**Records for processing**
-.-.-
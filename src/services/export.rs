//! # 기록부 내보내기 (xlsx)
//!
//! 기록부 하나를 인쇄용 문서로 바꿉니다. 두 단계로 나뉩니다.
//!
//! 1. `LogbookReport::build`: 표시용 문자열로 바꾸기 (월 이름, 검증 표시, 페이지 나누기)
//! 2. `render_xlsx`: A4 가로 워크시트로 그리기 (머리글 행 반복, 쪽 번호 바닥글)
//!
//! 첫 단계는 순수 함수라서 워크북 없이 테스트할 수 있습니다.

use chrono::{Datelike, NaiveDate};
use rust_xlsxwriter::{Color, Format, FormatAlign, FormatBorder, Workbook, Worksheet, XlsxError};

use crate::{
    error::AppError,
    models::{ClassSession, Logbook, User},
    services::verification,
    storage::Storage,
};

pub const REPORT_TITLE: &str = "LIBRO DE TEMAS";
pub const ROWS_PER_PAGE: usize = 15;

const MONTHS: [&str; 12] = [
    "Enero", "Febrero", "Marzo", "Abril", "Mayo", "Junio", "Julio", "Agosto", "Septiembre",
    "Octubre", "Noviembre", "Diciembre",
];

const HEADERS: [&str; 9] = [
    "Día",
    "Mes",
    "Clase N°",
    "Carácter",
    "Contenido",
    "Tarea a Realizar",
    "Verif.\nProfesor",
    "Observaciones",
    "Verif.\nDirector",
];

const COLUMN_WIDTHS: [f64; 9] = [6.0, 12.0, 8.0, 14.0, 32.0, 28.0, 9.0, 26.0, 13.0];

pub const SIGNATURES: [&str; 2] = ["Firma del Profesor", "Firma del Director"];

pub fn month_name(month: u32) -> String {
    month
        .checked_sub(1)
        .and_then(|i| MONTHS.get(i as usize))
        .map(|m| m.to_string())
        .unwrap_or_else(|| month.to_string())
}

#[derive(Debug, Clone, PartialEq)]
pub struct ReportRow {
    pub day: String,
    pub month: String,
    pub class_number: String,
    pub class_character: String,
    pub content: String,
    pub task: String,
    pub teacher_verification: String,
    pub observations: String,
    pub director_verification: String,
}

impl ReportRow {
    fn from_session(session: &ClassSession) -> Self {
        let observations = session.observations.trim();
        Self {
            day: session.day.to_string(),
            month: month_name(session.month),
            class_number: session.class_number.to_string(),
            class_character: session.class_character.to_string(),
            content: session.content.clone(),
            task: session.task.clone(),
            teacher_verification: if session.teacher_verification { "✓✓" } else { "" }.to_string(),
            observations: if observations.is_empty() { "-" } else { observations }.to_string(),
            director_verification: if session.is_director_verified() {
                "✓ Verificado"
            } else {
                "Pendiente"
            }
            .to_string(),
        }
    }

    pub fn cells(&self) -> [&str; 9] {
        [
            &self.day,
            &self.month,
            &self.class_number,
            &self.class_character,
            &self.content,
            &self.task,
            &self.teacher_verification,
            &self.observations,
            &self.director_verification,
        ]
    }
}

#[derive(Debug, Clone, PartialEq)]
pub struct LogbookReport {
    pub title: String,
    pub subtitle: String,
    pub teacher_name: String,
    /// dd/mm/yyyy
    pub generated_on: String,
    pub year: i32,
    pub total_classes: String,
    pub teacher_verified: String,
    pub rows: Vec<ReportRow>,
}

impl LogbookReport {
    pub fn build(
        logbook: &Logbook,
        teacher_name: &str,
        subject_name: &str,
        course_name: &str,
        generated_on: NaiveDate,
    ) -> Self {
        let total = logbook.sessions.len();
        Self {
            title: REPORT_TITLE.to_string(),
            subtitle: format!("{} - {}", subject_name, course_name),
            teacher_name: teacher_name.to_string(),
            generated_on: generated_on.format("%d/%m/%Y").to_string(),
            year: generated_on.year(),
            total_classes: format!("{} {}", total, if total == 1 { "clase" } else { "clases" }),
            teacher_verified: format!("{} de {}", logbook.teacher_verified_count(), total),
            rows: logbook.sessions.iter().map(ReportRow::from_session).collect(),
        }
    }

    /// 한 쪽에 `ROWS_PER_PAGE`개씩 나눈 행 묶음. 빈 기록부도 한 쪽입니다.
    pub fn pages(&self) -> Vec<&[ReportRow]> {
        if self.rows.is_empty() {
            return vec![&[]];
        }
        self.rows.chunks(ROWS_PER_PAGE).collect()
    }
}

/// `LibroTemas_<과목>_<과정>_<연도>.xlsx`
///
/// 연속된 공백은 `_` 하나로 바꾸고 `[A-Za-z0-9_.-]` 밖의 문자는 지웁니다.
pub fn export_file_name(subject_name: &str, course_name: &str, year: i32) -> String {
    let raw = format!("LibroTemas_{}_{}_{}.xlsx", subject_name, course_name, year);
    let mut name = String::with_capacity(raw.len());
    let mut in_space = false;
    for c in raw.chars() {
        if c.is_whitespace() {
            if !in_space {
                name.push('_');
            }
            in_space = true;
            continue;
        }
        in_space = false;
        if c.is_ascii_alphanumeric() || matches!(c, '_' | '.' | '-') {
            name.push(c);
        }
    }
    name
}

// 워크시트 레이아웃의 행 번호
const TITLE_ROW: u32 = 0;
const SUBTITLE_ROW: u32 = 1;
const TEACHER_ROW: u32 = 3;
const TOTALS_ROW: u32 = 4;
const HEADER_ROW: u32 = 6;
const LAST_COL: u16 = 8;

pub fn render_xlsx(report: &LogbookReport) -> Result<Vec<u8>, AppError> {
    let mut workbook = Workbook::new();
    let worksheet = workbook.add_worksheet();
    write_sheet(worksheet, report).map_err(|e| AppError::Export(e.to_string()))?;
    workbook
        .save_to_buffer()
        .map_err(|e| AppError::Export(e.to_string()))
}

fn write_sheet(worksheet: &mut Worksheet, report: &LogbookReport) -> Result<(), XlsxError> {
    let title = Format::new()
        .set_bold()
        .set_font_size(18)
        .set_align(FormatAlign::Center);
    let subtitle = Format::new()
        .set_bold()
        .set_font_size(14)
        .set_align(FormatAlign::Center);
    let label = Format::new().set_bold();
    let header = Format::new()
        .set_bold()
        .set_font_color(Color::White)
        .set_background_color(Color::RGB(0x428BCA))
        .set_align(FormatAlign::Center)
        .set_align(FormatAlign::VerticalCenter)
        .set_text_wrap()
        .set_border(FormatBorder::Thin);
    let centered = Format::new()
        .set_align(FormatAlign::Center)
        .set_align(FormatAlign::VerticalCenter)
        .set_text_wrap()
        .set_border(FormatBorder::Thin);
    let text = Format::new()
        .set_align(FormatAlign::VerticalCenter)
        .set_text_wrap()
        .set_border(FormatBorder::Thin);
    let shaded_centered = centered.clone().set_background_color(Color::RGB(0xF5F5F5));
    let shaded_text = text.clone().set_background_color(Color::RGB(0xF5F5F5));

    worksheet.set_name("Libro de Temas")?;
    worksheet.set_landscape();
    worksheet.set_paper_size(9);
    worksheet.set_print_fit_to_pages(1, 0);
    worksheet.set_footer("&CPágina &P de &N");
    worksheet.set_repeat_rows(HEADER_ROW, HEADER_ROW)?;
    for (col, width) in COLUMN_WIDTHS.iter().enumerate() {
        worksheet.set_column_width(col as u16, *width)?;
    }

    worksheet.merge_range(TITLE_ROW, 0, TITLE_ROW, LAST_COL, &report.title, &title)?;
    worksheet.merge_range(SUBTITLE_ROW, 0, SUBTITLE_ROW, LAST_COL, &report.subtitle, &subtitle)?;

    worksheet.write_string_with_format(TEACHER_ROW, 0, "Profesor/a:", &label)?;
    worksheet.write_string(TEACHER_ROW, 2, &report.teacher_name)?;
    worksheet.write_string_with_format(TEACHER_ROW, 6, "Fecha de generación:", &label)?;
    worksheet.write_string(TEACHER_ROW, 8, &report.generated_on)?;
    worksheet.write_string_with_format(TOTALS_ROW, 0, "Total de clases:", &label)?;
    worksheet.write_string(TOTALS_ROW, 2, &report.total_classes)?;
    worksheet.write_string_with_format(TOTALS_ROW, 6, "Verificadas por profesor:", &label)?;
    worksheet.write_string(TOTALS_ROW, 8, &report.teacher_verified)?;

    worksheet.set_row_height(HEADER_ROW, 30)?;
    for (col, name) in HEADERS.iter().enumerate() {
        worksheet.write_string_with_format(HEADER_ROW, col as u16, *name, &header)?;
    }

    let mut row = HEADER_ROW + 1;
    let mut breaks = Vec::new();
    for (page_index, page) in report.pages().into_iter().enumerate() {
        if page_index > 0 {
            breaks.push(row);
        }
        for (i, entry) in page.iter().enumerate() {
            let shaded = i % 2 == 1;
            for (col, value) in entry.cells().into_iter().enumerate() {
                let wide = matches!(col, 4 | 5 | 7);
                let format = match (wide, shaded) {
                    (true, false) => &text,
                    (true, true) => &shaded_text,
                    (false, false) => &centered,
                    (false, true) => &shaded_centered,
                };
                worksheet.write_string_with_format(row, col as u16, value, format)?;
            }
            row += 1;
        }
    }
    if !breaks.is_empty() {
        worksheet.set_page_breaks(&breaks)?;
    }

    let signature_row = row + 3;
    let line = "______________________";
    for (col, caption) in [(1u16, SIGNATURES[0]), (7u16, SIGNATURES[1])] {
        worksheet.write_string(signature_row, col, line)?;
        worksheet.write_string(signature_row + 1, col, caption)?;
        worksheet.write_string(signature_row + 2, col, "Fecha: ___/___/_____")?;
    }

    Ok(())
}

/// 내보내기 파일
#[derive(Debug)]
pub struct ExportedFile {
    pub file_name: String,
    pub bytes: Vec<u8>,
}

pub const XLSX_CONTENT_TYPE: &str =
    "application/vnd.openxmlformats-officedocument.spreadsheetml.sheet";

/// 기록부를 읽고 권한을 확인한 뒤 xlsx 파일을 만듭니다.
pub async fn export_logbook(
    storage: &dyn Storage,
    requester: &User,
    logbook_id: &str,
    today: NaiveDate,
) -> Result<ExportedFile, AppError> {
    let logbook = verification::load_logbook(storage, logbook_id).await?;
    verification::ensure_can_view(&logbook, requester)?;

    let (teacher, subjects, courses) = tokio::try_join!(
        storage.get_user(&logbook.teacher_id),
        storage.get_subjects(),
        storage.get_courses(),
    )?;
    let teacher_name = teacher.map(|t| t.name).unwrap_or_default();
    let subject_name = subjects
        .into_iter()
        .find(|s| s.id == logbook.subject_id)
        .map(|s| s.name)
        .unwrap_or_default();
    let course_name = courses
        .into_iter()
        .find(|c| c.id == logbook.course_id)
        .map(|c| c.name)
        .unwrap_or_default();

    let report = LogbookReport::build(&logbook, &teacher_name, &subject_name, &course_name, today);
    let bytes = render_xlsx(&report)?;
    tracing::info!(logbook_id, size = bytes.len(), "logbook exported");

    Ok(ExportedFile {
        file_name: export_file_name(&subject_name, &course_name, report.year),
        bytes,
    })
}

#[cfg(test)]
mod tests {
    use super::*;
    use crate::models::{ClassCharacter, DirectorVerification};

    fn session(n: u32, month: u32, teacher: bool, director: bool, observations: &str) -> ClassSession {
        ClassSession {
            id: format!("s{}", n),
            day: 10,
            month,
            class_number: n,
            class_character: ClassCharacter::Practica,
            content: "Fracciones".into(),
            task: "Ejercicios 1-10".into(),
            teacher_verification: teacher,
            observations: observations.into(),
            director_verification: director.then(|| DirectorVerification {
                verified: true,
                director_name: "Directora".into(),
                signature: Some("Directora".into()),
                verified_at: Some("2026-03-11T10:00:00.000Z".into()),
            }),
            created_at: String::new(),
        }
    }

    fn logbook(sessions: Vec<ClassSession>) -> Logbook {
        let mut logbook = Logbook::new("t1", "s1", "c1");
        logbook.sessions = sessions;
        logbook
    }

    fn today() -> NaiveDate {
        NaiveDate::from_ymd_opt(2026, 3, 5).unwrap()
    }

    #[test]
    fn rows_use_spanish_labels_and_indicators() {
        let report = LogbookReport::build(
            &logbook(vec![session(1, 3, true, true, ""), session(2, 4, false, false, "Feriado")]),
            "Ana Pérez",
            "Matemática",
            "1° 2ª - Mañana",
            today(),
        );

        assert_eq!(report.title, "LIBRO DE TEMAS");
        assert_eq!(report.subtitle, "Matemática - 1° 2ª - Mañana");
        assert_eq!(report.generated_on, "05/03/2026");
        assert_eq!(report.total_classes, "2 clases");
        assert_eq!(report.teacher_verified, "1 de 2");

        let first = &report.rows[0];
        assert_eq!(first.month, "Marzo");
        assert_eq!(first.class_character, "Práctica");
        assert_eq!(first.teacher_verification, "✓✓");
        assert_eq!(first.observations, "-");
        assert_eq!(first.director_verification, "✓ Verificado");

        let second = &report.rows[1];
        assert_eq!(second.month, "Abril");
        assert_eq!(second.teacher_verification, "");
        assert_eq!(second.observations, "Feriado");
        assert_eq!(second.director_verification, "Pendiente");
    }

    #[test]
    fn single_class_uses_singular_label() {
        let report = LogbookReport::build(
            &logbook(vec![session(1, 3, false, false, "")]),
            "Ana",
            "Física",
            "2° 1ª - Tarde",
            today(),
        );
        assert_eq!(report.total_classes, "1 clase");
    }

    #[test]
    fn rows_are_split_into_pages() {
        let sessions = (1..=ROWS_PER_PAGE as u32 + 1)
            .map(|n| session(n, 5, false, false, ""))
            .collect();
        let report = LogbookReport::build(&logbook(sessions), "Ana", "Física", "2°", today());
        let pages = report.pages();
        assert_eq!(pages.len(), 2);
        assert_eq!(pages[0].len(), ROWS_PER_PAGE);
        assert_eq!(pages[1].len(), 1);

        let empty = LogbookReport::build(&logbook(Vec::new()), "Ana", "Física", "2°", today());
        assert_eq!(empty.pages().len(), 1);
    }

    #[test]
    fn out_of_range_month_falls_back_to_number() {
        assert_eq!(month_name(12), "Diciembre");
        assert_eq!(month_name(13), "13");
        assert_eq!(month_name(0), "0");
    }

    #[test]
    fn file_name_is_sanitized() {
        assert_eq!(
            export_file_name("Matemática  Aplicada", "1° 2ª - Mañana", 2026),
            "LibroTemas_Matemtica_Aplicada_1_2_-_Maana_2026.xlsx"
        );
    }

    #[test]
    fn workbook_renders_to_xlsx_bytes() {
        let sessions = (1..=20).map(|n| session(n, 6, n % 2 == 0, false, "")).collect();
        let report = LogbookReport::build(&logbook(sessions), "Ana", "Química", "4° 1ª - Tarde", today());
        let bytes = render_xlsx(&report).unwrap();
        // xlsx는 zip 컨테이너
        assert_eq!(&bytes[..2], b"PK");
    }
}
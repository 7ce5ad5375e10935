//! # 인증 핸들러
//!
//! | 메서드 | 경로 | 설명 |
//! |---|---|---|
//! | POST | `/api/v1/auth/login` | DNI + 비밀번호로 로그인, 현재 사용자 포인터 기록 |
//! | POST | `/api/v1/auth/logout` | 현재 사용자 포인터 삭제 |
//! | GET | `/api/v1/auth/me` | 현재 로그인 사용자 |
//!
//! 토큰은 없습니다. 로그인 상태는 이 기기에 하나뿐인 "현재 사용자" 포인터입니다.

use axum::{extract::State, http::StatusCode, Json};

use crate::{
    error::AppError,
    middleware::auth::CurrentUser,
    models::{LoginRequest, UserResponse},
    services::auth as auth_service,
};

use super::AppState;

pub async fn login(
    State(state): State<AppState>,
    Json(req): Json<LoginRequest>,
) -> Result<Json<UserResponse>, AppError> {
    let user = auth_service::login(state.storage.as_ref(), &state.device, &req).await?;
    Ok(Json(user))
}

pub async fn logout(State(state): State<AppState>) -> Result<StatusCode, AppError> {
    auth_service::logout(&state.device).await?;
    Ok(StatusCode::NO_CONTENT)
}

pub async fn me(CurrentUser(user): CurrentUser) -> Json<UserResponse> {
    Json(user.into())
}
-.-.-
**Problem to solve**
Each line above that contains the string "Directora" should be identified and copied.

**Finished task**
                director_name: "Directora".into(),
                signature: Some("Directora".into()),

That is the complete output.